Dataset extract below:
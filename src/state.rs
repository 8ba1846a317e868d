use crate::catalog::{Catalog, CommandRecord, GameVersion, Language};
use crate::filter::{filter, CategoryFilter};

/// The four user-controlled filter values. Never mutated in place: every change yields a new value.
#[derive(Debug, Clone, PartialEq, Eq)]
pub struct Selection {
    pub language: Language,
    pub version: GameVersion,
    pub category: CategoryFilter,
    pub query: String,
}

#[derive(Debug, Clone, PartialEq, Eq)]
pub enum SelectionChange {
    ToggleLanguage,
    NextVersion,
    PreviousVersion,
    NextCategory,
    PreviousCategory,
    PushChar(char),
    PopChar,
    ClearQuery,
    SetQuery(String),
}

impl Selection {
    pub fn new(language: Language, version: GameVersion, category: CategoryFilter) -> Self {
        Self {
            language,
            version,
            category,
            query: String::new(),
        }
    }

    /// `options` is the category option list (`All` first) used for cycling.
    #[must_use]
    pub fn apply(&self, change: SelectionChange, options: &[CategoryFilter]) -> Selection {
        let mut next = self.clone();
        match change {
            SelectionChange::ToggleLanguage => next.language = self.language.toggled(),
            SelectionChange::NextVersion => next.version = self.version.next(),
            SelectionChange::PreviousVersion => next.version = self.version.previous(),
            SelectionChange::NextCategory => next.category = self.cycle_category(options, 1),
            SelectionChange::PreviousCategory => {
                next.category = self.cycle_category(options, options.len().saturating_sub(1))
            }
            SelectionChange::PushChar(c) => next.query.push(c),
            SelectionChange::PopChar => {
                next.query.pop();
            }
            SelectionChange::ClearQuery => next.query.clear(),
            SelectionChange::SetQuery(query) => next.query = query,
        }
        next
    }

    fn cycle_category(&self, options: &[CategoryFilter], step: usize) -> CategoryFilter {
        if options.is_empty() {
            return self.category.clone();
        }
        let current = options.iter().position(|o| *o == self.category).unwrap_or(0);
        options[(current + step) % options.len()].clone()
    }

    pub fn visible<'a>(&self, catalog: &'a Catalog) -> Vec<&'a CommandRecord> {
        filter(catalog, self.version, &self.category, &self.query, self.language)
    }
}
End of Dataset extract.
#### Goal of the exercise:
Go through the data above from its first line and copy each line exactly, stopping once the line with "a new value." has been copied.

#### Exercise answer:
filename src/state.rs
repository 8ba1846a317e868d
use crate::catalog::{Catalog, CommandRecord, GameVersion, Language};
use crate::filter::{filter, CategoryFilter};

/// The four user-controlled filter values. Never mutated in place: every change yields a new value.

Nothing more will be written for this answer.